David Charns (MSJ11) left his morning anchoring job at WMTW in Portland, Maine, in January for a new challenge, but his search quickly slowed due to the pandemic.

“I wanted to continue working my craft while searching for a new full-time broadcast job,” Charns said. “With 24/7 news of this national emergency on many different topics, I have found there was and is a need for concrete, ‘Here’s what happened, here’s what’s next’ coverage to easily communicate important information news consumers want. I had talked to many people who said they were tuning out because the nonstop news was so grim.”

Charns set out to provide quick, daily roundups of all of the major coronavirus headlines across his social media platforms (Facebook, Instagram, TikTok, Twitter and YouTube). In three weeks, he said, these videos have garnered tens of thousands of combined views.

“I am now branching out with interviews with people impacted by this emergency, which will be posted soon along with the news of the day.”

IMC15 graduate Sunny Williams and his team at Tiny Docs are responding to the urgent need for child-friendly content about the pandemic with Covid-19 health information just for kids.

Tiny Docs, co-founded by Williams in 2015,  produces “Health Caretoons,” — animated cartoons that teach kids about their health in a fun, relateable, and easy-to-understand way. The library covers medical procedures, chronic health conditions, and general wellness. “All Tiny Docs content is vetted by our board of pediatricians, child life specialists, and nurses to ensure the information is medically accurate and beneficial,” says Williams.
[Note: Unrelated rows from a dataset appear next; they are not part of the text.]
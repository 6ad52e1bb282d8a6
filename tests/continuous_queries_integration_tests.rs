//! # Continuous-Query Mode Integration Tests
//!
//! `influx-sideload -continuous-queries` against mock source and destination
//! query APIs.

use clap::Parser;
use sideload_cli::{CliError, RunnerArgs, SideloadOutcome, normalize_args, run_sideload};
use sideload_core::ToolPaths;
use sideload_http::HttpError;
use sideload_testing::{FixedClock, MockInflux, RecordingRunner};
use std::time::Duration;

const CQ_HOURLY: &str = "CREATE CONTINUOUS QUERY cq_hourly ON stress BEGIN \
     SELECT mean(value) INTO stress.autogen.cpu_1h FROM stress.autogen.cpu GROUP BY time(1h), * END";
const CQ_DAILY: &str = "CREATE CONTINUOUS QUERY \"cq daily\" ON stress BEGIN \
     SELECT max(value) INTO stress.autogen.cpu_1d FROM stress.autogen.cpu GROUP BY time(1d), * END";

fn args(source: &MockInflux, destination: &MockInflux) -> RunnerArgs {
    RunnerArgs::try_parse_from(normalize_args([
        "influx-sideload".to_string(),
        "-continuous-queries".to_string(),
        "-influxdb-query-source".to_string(),
        source.uri(),
        "-influxdb-query-destination".to_string(),
        format!("{}/query", destination.uri()),
    ]))
    .unwrap()
}

async fn run(args: &RunnerArgs, recorder: &RecordingRunner) -> Result<SideloadOutcome, CliError> {
    run_sideload(
        args,
        recorder.clone(),
        FixedClock::at("2021-06-01T12:00:00Z"),
        ToolPaths::default(),
        Duration::from_secs(20),
    )
    .await
}

#[tokio::test]
async fn test_definitions_copied_without_touching_data() {
    let source = MockInflux::start()
        .await
        .with_continuous_queries("stress", &[("cq_hourly", CQ_HOURLY), ("cq daily", CQ_DAILY)])
        .await;
    let destination = MockInflux::start().await.accepting_writes().await;
    let recorder = RecordingRunner::new();

    let outcome = run(&args(&source, &destination), &recorder).await.unwrap();

    match outcome {
        SideloadOutcome::ContinuousQueries(records) => {
            let names: Vec<_> = records.iter().map(|r| r.name.as_deref()).collect();
            assert_eq!(names, vec![Some("cq_hourly"), Some("cq daily")]);
        }
        other => panic!("Expected a continuous-query copy, got {:?}", other),
    }
    assert_eq!(
        destination.written_queries().await,
        vec![
            ("stress".to_string(), CQ_HOURLY.to_string()),
            ("stress".to_string(), CQ_DAILY.to_string()),
        ]
    );
    assert_eq!(recorder.call_count(), 0);
}

#[tokio::test]
async fn test_database_without_definitions() {
    let source = MockInflux::start()
        .await
        .with_continuous_queries("stress", &[])
        .await;
    let destination = MockInflux::start().await.accepting_writes().await;

    let outcome = run(&args(&source, &destination), &RecordingRunner::new())
        .await
        .unwrap();

    assert_eq!(outcome, SideloadOutcome::ContinuousQueries(Vec::new()));
    assert!(destination.written_queries().await.is_empty());
}

#[tokio::test]
async fn test_unanswered_listing_is_an_http_error() {
    // No listing mounted: wiremock answers 404
    let source = MockInflux::start().await;
    let destination = MockInflux::start().await.accepting_writes().await;

    let err = run(&args(&source, &destination), &RecordingRunner::new())
        .await
        .unwrap_err();

    assert!(matches!(
        err,
        CliError::Http(HttpError::Status { status: 404, .. })
    ));
}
“To help kids manage Covid-related stress and anxiety, we released a caretoon on mindfulness. Our Tiny Comic: A Kid’s Guide to Covid-19 teaches kids how to be healthy, how to manage their feelings, and how to be kind during this time of challenge and uncertainty. We’ve also released several Covid-19 related blogs by experienced and passionate pediatric professionals. And more free caretoons, blogs, and comics will be released in the coming weeks.”

In the United Kingdom, IMC alumna Jacine Rutasikwa (IMC10) and her husband, Paul, have converted their rum distillery, Matugga Distillers, into a production house for hand sanitizer to help combat the pandemic.

“The COVID-19 pandemic has created a very uncertain landscape for communities and small businesses. With your help, our small family-owned distillery in Livingston can support our local NHS and care workers while building our company’s resilience during challenging times,” Rutasikwa told supporters in a March e-Newsletter to supporters.

“The impact of the coronavirus pandemic on our way of life is still unfolding, but it is profound,” she said. “From the uncertainty and chaos, new norms will emerge. And therein lies the big opportunity for our resilient community – to reshape new realities. Above all, now is the time to pull together, look after one another and refuse to let our spirits drop.”

Finally, on the student side, the Northwestern News Network team created a great segment on COVID-19 coverage. And,  The Daily Northwestern, under the direction of newly appointed editor Marissa Martinez (BSJ21), has been producing COVID-19 coverage with the help of Daily staffers sheltering at home nationwide. Martinez is interviewed in this Chicago Public Radio station story. First year Medill undergrad, Andrew Rowan, successfully placed his first professional story in Teen Vogue: “With college mental health centers closed, many students are working out the kinks of online therapy,” which came out of research he began in a class in the fall quarter.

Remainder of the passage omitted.